Deep learning neural networks are often massive and require huge amounts of computing power, but a new discovery demonstrates how this can be cut down to complete tasks more efficiently. Jonathan Frankle and his team out of MIT have come up with the “lottery ticket hypotheses,” which shows how there are leaner subnetworks within the larger neural networks. These subnetworks can complete the task at hand more efficiently with less required computing power, with one of the biggest challenges being to find those subnetworks, or winning lottery tickets as the team refers to them.
The team discovered these subnetworks within BERT, the top-of-the-line machine learning technique for natural language processing (NLP). NLP, which is a subfield of artificial intelligence (AI), is responsible for deciphering and analyzing human language, and it is used for applications such as predictive text generation and chatbots.

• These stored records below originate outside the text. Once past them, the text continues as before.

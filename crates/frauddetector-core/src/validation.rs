//! Client-side constraint checks
//!
//! The service documents length, pattern and range constraints for most
//! request fields. These checks run locally so that malformed requests are
//! rejected before they reach a transport.

use crate::error::ValidationError;
use regex::Regex;
use std::str::FromStr;
use std::sync::LazyLock;

/// Identifier length bounds (detector, rule, model, outcome, event, variable)
pub const IDENTIFIER_MAX_LEN: usize = 64;
/// Description length bounds
pub const DESCRIPTION_MAX_LEN: usize = 128;
/// Rule expression length bounds
pub const EXPRESSION_MAX_LEN: usize = 4096;

/// Types that can check their own field constraints
pub trait Validate {
    /// Check every constrained field, returning the first violation
    fn validate(&self) -> Result<(), ValidationError>;
}

impl<T: Validate> Validate for Option<T> {
    fn validate(&self) -> Result<(), ValidationError> {
        match self {
            Some(inner) => inner.validate(),
            None => Ok(()),
        }
    }
}

impl<T: Validate> Validate for Vec<T> {
    fn validate(&self) -> Result<(), ValidationError> {
        self.iter().try_for_each(Validate::validate)
    }
}

/// Patterns used by non-identifier fields
#[derive(Debug, Clone, Copy, PartialEq, Eq)]
pub enum Pattern {
    /// Detector version id and rule version: positive integer without leading zeros
    VersionId,
    /// Model version number, e.g. `1.0`
    ModelVersionNumber,
    /// External model endpoint name
    ModelEndpoint,
    /// IAM role ARN
    RoleArn,
    /// S3 object or prefix location
    S3Location,
    /// CSV column index: non-negative integer without sign or leading zeros
    CsvIndex,
}

static VERSION_ID: LazyLock<Regex> =
    LazyLock::new(|| Regex::new(r"^([1-9][0-9]*)$").expect("version id pattern"));
static MODEL_VERSION_NUMBER: LazyLock<Regex> = LazyLock::new(|| {
    Regex::new(r"^[1-9][0-9]{0,3}\.[0-9]{1,2}$").expect("model version number pattern")
});
static MODEL_ENDPOINT: LazyLock<Regex> =
    LazyLock::new(|| Regex::new(r"^[0-9A-Za-z_-]+$").expect("model endpoint pattern"));
static ROLE_ARN: LazyLock<Regex> = LazyLock::new(|| {
    Regex::new(r"^arn:aws[a-z-]{0,15}:iam::[0-9]{12}:role/[^\s]{2,64}$").expect("role arn pattern")
});
static S3_LOCATION: LazyLock<Regex> =
    LazyLock::new(|| Regex::new(r"^s3://(.+)$").expect("s3 location pattern"));
static CSV_INDEX: LazyLock<Regex> =
    LazyLock::new(|| Regex::new(r"^(0|[1-9][0-9]*)$").expect("csv index pattern"));

impl Pattern {
    /// The pattern source, as reported in validation messages
    pub fn as_str(self) -> &'static str {
        self.regex().as_str()
    }

    /// Inclusive length bounds that accompany the pattern
    pub fn length_bounds(self) -> (usize, usize) {
        match self {
            Pattern::VersionId => (1, 5),
            Pattern::ModelVersionNumber => (3, 7),
            Pattern::ModelEndpoint => (1, 63),
            Pattern::RoleArn => (1, 256),
            Pattern::S3Location => (1, 512),
            Pattern::CsvIndex => (1, 10),
        }
    }

    pub fn is_match(self, value: &str) -> bool {
        let (min, max) = self.length_bounds();
        let len = value.chars().count();
        len >= min && len <= max && self.regex().is_match(value)
    }

    fn regex(self) -> &'static Regex {
        match self {
            Pattern::VersionId => &*VERSION_ID,
            Pattern::ModelVersionNumber => &*MODEL_VERSION_NUMBER,
            Pattern::ModelEndpoint => &*MODEL_ENDPOINT,
            Pattern::RoleArn => &*ROLE_ARN,
            Pattern::S3Location => &*S3_LOCATION,
            Pattern::CsvIndex => &*CSV_INDEX,
        }
    }
}

/// Log a rejected field and return it as an error
pub fn reject<T>(err: ValidationError) -> Result<T, ValidationError> {
    log::debug!("rejected field '{}': {}", err.field(), err);
    Err(err)
}

/// Whether `value` is a well-formed identifier (`^[0-9a-z_-]{1,64}$`)
pub fn is_identifier(value: &str) -> bool {
    !value.is_empty()
        && value.len() <= IDENTIFIER_MAX_LEN
        && value
            .bytes()
            .all(|b| b.is_ascii_digit() || b.is_ascii_lowercase() || b == b'_' || b == b'-')
}

pub fn check_identifier(field: &str, value: &str) -> Result<(), ValidationError> {
    if is_identifier(value) {
        return Ok(());
    }
    reject(ValidationError::InvalidIdentifier {
        field: field.to_string(),
        value: value.to_string(),
    })
}

pub fn check_description(field: &str, value: &str) -> Result<(), ValidationError> {
    let length = value.chars().count();
    if (1..=DESCRIPTION_MAX_LEN).contains(&length) {
        return Ok(());
    }
    reject(ValidationError::InvalidDescription {
        field: field.to_string(),
        length,
    })
}

pub fn check_expression(field: &str, value: &str) -> Result<(), ValidationError> {
    let length = value.chars().count();
    if (1..=EXPRESSION_MAX_LEN).contains(&length) {
        return Ok(());
    }
    reject(ValidationError::InvalidExpression {
        field: field.to_string(),
        length,
    })
}

pub fn check_pattern(field: &str, value: &str, pattern: Pattern) -> Result<(), ValidationError> {
    if pattern.is_match(value) {
        return Ok(());
    }
    reject(ValidationError::InvalidPattern {
        field: field.to_string(),
        value: value.to_string(),
        pattern: pattern.as_str().to_string(),
    })
}

/// Check a string or collection length against inclusive bounds
pub fn check_length(field: &str, length: usize, min: usize, max: usize) -> Result<(), ValidationError> {
    if length >= min && length <= max {
        return Ok(());
    }
    reject(ValidationError::InvalidLength {
        field: field.to_string(),
        length,
        min,
        max,
    })
}

/// Check a string's character count against inclusive bounds
pub fn check_text(field: &str, value: &str, min: usize, max: usize) -> Result<(), ValidationError> {
    check_length(field, value.chars().count(), min, max)
}

pub fn check_range(field: &str, value: i32, min: i32, max: i32) -> Result<(), ValidationError> {
    if (min..=max).contains(&value) {
        return Ok(());
    }
    reject(ValidationError::InvalidRange {
        field: field.to_string(),
        value: i64::from(value),
        min: i64::from(min),
        max: i64::from(max),
    })
}

/// Check an optional field with `check` when present
pub fn check_optional<T: ?Sized>(
    value: Option<&T>,
    check: impl FnOnce(&T) -> Result<(), ValidationError>,
) -> Result<(), ValidationError> {
    match value {
        Some(v) => check(v),
        None => Ok(()),
    }
}

/// Parse an enum literal, reporting a failure against `field`
pub fn parse_enum<T>(field: &str, value: &str) -> Result<T, ValidationError>
where
    T: FromStr<Err = ValidationError>,
{
    value.parse::<T>().map_err(|err| match err {
        ValidationError::InvalidEnumValue { value, allowed, .. } => {
            ValidationError::InvalidEnumValue {
                field: field.to_string(),
                value,
                allowed,
            }
        }
        other => other,
    })
}

pub fn require<'a, T>(field: &str, value: Option<&'a T>) -> Result<&'a T, ValidationError> {
    match value {
        Some(v) => Ok(v),
        None => {
            log::debug!("rejected field '{}': required", field);
            Err(ValidationError::MissingField {
                field: field.to_string(),
            })
        }
    }
}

However, BERT is big and requires supercomputing power, which is inaccessible to most users. With the new discovery of these subnetworks, it could open up that access, allowing more users to utilize the technology to develop NLP tools.
“We’re hitting the point where we’re going to have to make these models leaner and more efficient,” Frankle says.

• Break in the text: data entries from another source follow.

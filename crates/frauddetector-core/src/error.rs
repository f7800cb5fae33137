//! Error types for the Fraud Detector data model

use thiserror::Error;

/// A client-side constraint violation, raised before any request is sent.
///
/// Every variant names the offending field and the constraint it broke.
#[derive(Error, Debug, Clone, PartialEq, Eq)]
pub enum ValidationError {
    /// Identifier is empty, too long, or contains characters outside `[0-9a-z_-]`
    #[error("Invalid identifier for field '{field}': '{value}' must be 1-64 characters matching ^[0-9a-z_-]+$")]
    InvalidIdentifier { field: String, value: String },

    /// Description length outside 1-128 characters
    #[error("Invalid description for field '{field}': length {length} is outside 1-128")]
    InvalidDescription { field: String, length: usize },

    /// Rule expression length outside 1-4096 characters
    #[error("Invalid expression for field '{field}': length {length} is outside 1-4096")]
    InvalidExpression { field: String, length: usize },

    /// Value does not match the field's pattern
    #[error("Invalid value for field '{field}': '{value}' does not match {pattern}")]
    InvalidPattern {
        field: String,
        value: String,
        pattern: String,
    },

    /// String or collection length outside the allowed bounds
    #[error("Invalid length for field '{field}': {length} is outside {min}-{max}")]
    InvalidLength {
        field: String,
        length: usize,
        min: usize,
        max: usize,
    },

    /// Literal is not one of the enumeration's values
    #[error("Invalid value for {field}: '{value}' is not one of [{allowed}]")]
    InvalidEnumValue {
        field: String,
        value: String,
        allowed: String,
    },

    /// Numeric value outside the operation's range
    #[error("Invalid range for field '{field}': {value} is outside {min}-{max}")]
    InvalidRange {
        field: String,
        value: i64,
        min: i64,
        max: i64,
    },

    /// A map key was inserted twice
    #[error("Duplicate key for field '{field}': '{key}' is already present")]
    DuplicateKey { field: String, key: String },

    /// Required field is absent
    #[error("Required field missing: {field}")]
    MissingField { field: String },

    /// Field is set where the surrounding configuration forbids it
    #[error("Unexpected field '{field}': {reason}")]
    UnexpectedField { field: String, reason: String },
}

impl ValidationError {
    /// Name of the field that failed validation
    pub fn field(&self) -> &str {
        match self {
            ValidationError::InvalidIdentifier { field, .. }
            | ValidationError::InvalidDescription { field, .. }
            | ValidationError::InvalidExpression { field, .. }
            | ValidationError::InvalidPattern { field, .. }
            | ValidationError::InvalidLength { field, .. }
            | ValidationError::InvalidEnumValue { field, .. }
            | ValidationError::InvalidRange { field, .. }
            | ValidationError::DuplicateKey { field, .. }
            | ValidationError::MissingField { field }
            | ValidationError::UnexpectedField { field, .. } => field,
        }
    }
}

/// Core error type
#[derive(Error, Debug)]
pub enum CoreError {
    #[error("Validation error: {0}")]
    Validation(#[from] ValidationError),

    #[error("Serialization error: {0}")]
    Serialization(#[from] serde_json::Error),
}

pub type Result<T> = std::result::Result<T, CoreError>;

According to him, this development could “reduce barriers of entry” for NLP.
BERT – “Obscenely Expensive”
BERT is fundamental for things like Google’s search engine and has received much attention since Google released it in 2018. It is a method for creating neural networks and is trained by attempting many times to fill in the blank passage of writing pieces. One of the most impressive features of BERT is its massive initial training dataset.
It can then be tuned by users for specific tasks, such as customer-service chatbots, but once again, It requires massive amounts of processing power, with the possibility of parameters reaching 1 billion.

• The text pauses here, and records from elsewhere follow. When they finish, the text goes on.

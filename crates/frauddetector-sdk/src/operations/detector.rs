//! Detector and detector version operations

use crate::operation::{check_max_results, non_empty_token};
use frauddetector_core::model::{Detector, DetectorVersionSummary, ModelVersion, Rule};
use frauddetector_core::types::{DetectorVersionStatus, RuleExecutionMode};
use frauddetector_core::validation::{
    check_description, check_identifier, check_length, check_optional, check_pattern, reject,
    Pattern, Validate,
};
use frauddetector_core::ValidationError;
use serde::{Deserialize, Serialize};

/// Page size bounds for `DescribeDetector`
pub const DESCRIBE_DETECTOR_MAX_RESULTS: (i32, i32) = (1000, 2500);
/// Page size bounds for `GetDetectors`
pub const GET_DETECTORS_MAX_RESULTS: (i32, i32) = (5, 10);

fn check_endpoints(endpoints: &[String]) -> Result<(), ValidationError> {
    endpoints
        .iter()
        .try_for_each(|e| check_pattern("externalModelEndpoints", e, Pattern::ModelEndpoint))
}

// =============================================================================
// PutDetector
// =============================================================================

/// Create or update a detector
#[derive(Debug, Clone, PartialEq, Eq, Hash, Serialize, Deserialize)]
#[serde(rename_all = "camelCase")]
pub struct PutDetectorRequest {
    pub detector_id: String,

    #[serde(default, skip_serializing_if = "Option::is_none")]
    pub description: Option<String>,
}

impl PutDetectorRequest {
    pub fn new(detector_id: impl Into<String>) -> Self {
        Self {
            detector_id: detector_id.into(),
            description: None,
        }
    }

    pub fn with_description(mut self, description: impl Into<String>) -> Self {
        self.description = Some(description.into());
        self
    }
}

impl Validate for PutDetectorRequest {
    fn validate(&self) -> Result<(), ValidationError> {
        check_identifier("detectorId", &self.detector_id)?;
        check_optional(self.description.as_deref(), |d| check_description("description", d))
    }
}

#[derive(Debug, Clone, PartialEq, Eq, Default, Serialize, Deserialize)]
pub struct PutDetectorResult {}

operation!(PutDetectorRequest => PutDetectorResult, "PutDetector");

// =============================================================================
// DeleteDetector
// =============================================================================

/// Delete a detector; its versions and rule versions must be deleted first
#[derive(Debug, Clone, PartialEq, Eq, Hash, Serialize, Deserialize)]
#[serde(rename_all = "camelCase")]
pub struct DeleteDetectorRequest {
    pub detector_id: String,
}

impl DeleteDetectorRequest {
    pub fn new(detector_id: impl Into<String>) -> Self {
        Self {
            detector_id: detector_id.into(),
        }
    }
}

impl Validate for DeleteDetectorRequest {
    fn validate(&self) -> Result<(), ValidationError> {
        check_identifier("detectorId", &self.detector_id)
    }
}

#[derive(Debug, Clone, PartialEq, Eq, Default, Serialize, Deserialize)]
pub struct DeleteDetectorResult {}

operation!(DeleteDetectorRequest => DeleteDetectorResult, "DeleteDetector");

// =============================================================================
// DescribeDetector
// =============================================================================

/// List every version of a detector
#[derive(Debug, Clone, PartialEq, Eq, Hash, Serialize, Deserialize)]
#[serde(rename_all = "camelCase")]
pub struct DescribeDetectorRequest {
    pub detector_id: String,

    #[serde(default, skip_serializing_if = "Option::is_none")]
    pub next_token: Option<String>,

    #[serde(default, skip_serializing_if = "Option::is_none")]
    pub max_results: Option<i32>,
}

impl DescribeDetectorRequest {
    pub fn new(detector_id: impl Into<String>) -> Self {
        Self {
            detector_id: detector_id.into(),
            next_token: None,
            max_results: None,
        }
    }

    pub fn with_max_results(mut self, max_results: i32) -> Self {
        self.max_results = Some(max_results);
        self
    }
}

impl Validate for DescribeDetectorRequest {
    fn validate(&self) -> Result<(), ValidationError> {
        check_identifier("detectorId", &self.detector_id)?;
        check_max_results(self.max_results, DESCRIBE_DETECTOR_MAX_RESULTS)
    }
}

#[derive(Debug, Clone, PartialEq, Eq, Default, Serialize, Deserialize)]
#[serde(rename_all = "camelCase")]
pub struct DescribeDetectorResult {
    #[serde(default, skip_serializing_if = "Option::is_none")]
    pub detector_id: Option<String>,

    #[serde(default)]
    pub detector_version_summaries: Vec<DetectorVersionSummary>,

    #[serde(
        default,
        deserialize_with = "non_empty_token",
        skip_serializing_if = "Option::is_none"
    )]
    pub next_token: Option<String>,
}

operation!(DescribeDetectorRequest => DescribeDetectorResult, "DescribeDetector");
paginated!(DescribeDetectorRequest => DescribeDetectorResult, DetectorVersionSummary, detector_version_summaries);

// =============================================================================
// GetDetectors
// =============================================================================

/// List detectors, or fetch one by id
#[derive(Debug, Clone, PartialEq, Eq, Hash, Default, Serialize, Deserialize)]
#[serde(rename_all = "camelCase")]
pub struct GetDetectorsRequest {
    #[serde(default, skip_serializing_if = "Option::is_none")]
    pub detector_id: Option<String>,

    #[serde(default, skip_serializing_if = "Option::is_none")]
    pub next_token: Option<String>,

    #[serde(default, skip_serializing_if = "Option::is_none")]
    pub max_results: Option<i32>,
}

“A standard BERT model these days – the garden variety – has 340 million parameters,” Frankle says. “This is just obscenely expensive. This is way beyond the computing capability of you or me.”
According to lead author Tianlong Chen from the University of Texas at Austin, models such as BERT “suffer from enormous network size,” but thanks to the new research, “the lottery ticket hypothesis seems to be a solution.”
Chen and the team looked for a smaller model located within BERT, and they compared the discovered subnetworks’ performances with the original BERT model. This was tested on a variety of different NLP tasks, including answering questions and filling in blank words in a sentence.
The team discovered successful subnetworks that were an impressive 40 to 90 percent slimmer than the original BERT model, with the actual percentage depending on the task. On top of this, they could identify them before task-specific fine-tuning, which results in even further reduced computing costs. Another advantage was that some of the subnetworks selected for a specific task could then be repurposed for another.
“I was kind of shocked this even worked,” Frankle says. “It’s not something that I took for granted. I was expecting a much messier result than we got.”
According to Ari Morcos, a scientist at Facebook AI Research, this discovery is “convincing,” and “These models are becoming increasingly widespread. So it’s important to understand whether the lottery ticket hypothesis holds.”
Morcos also says if these subnetworks could run using drastically less computing power, then this would “be very impactful given that these extremely large models are currently very costly to run.”
“I don’t know how much bigger we can go using these supercomputer-style computations,” Frankle adds. “We’re going to have to reduce the barrier to entry.”
“The hope is that this will lower the cost, that this will make it more accessible to everyone…to the little guys who just have a laptop,” he concludes.
The research is set to be presented at the Conference on Neural Information Processing Systems.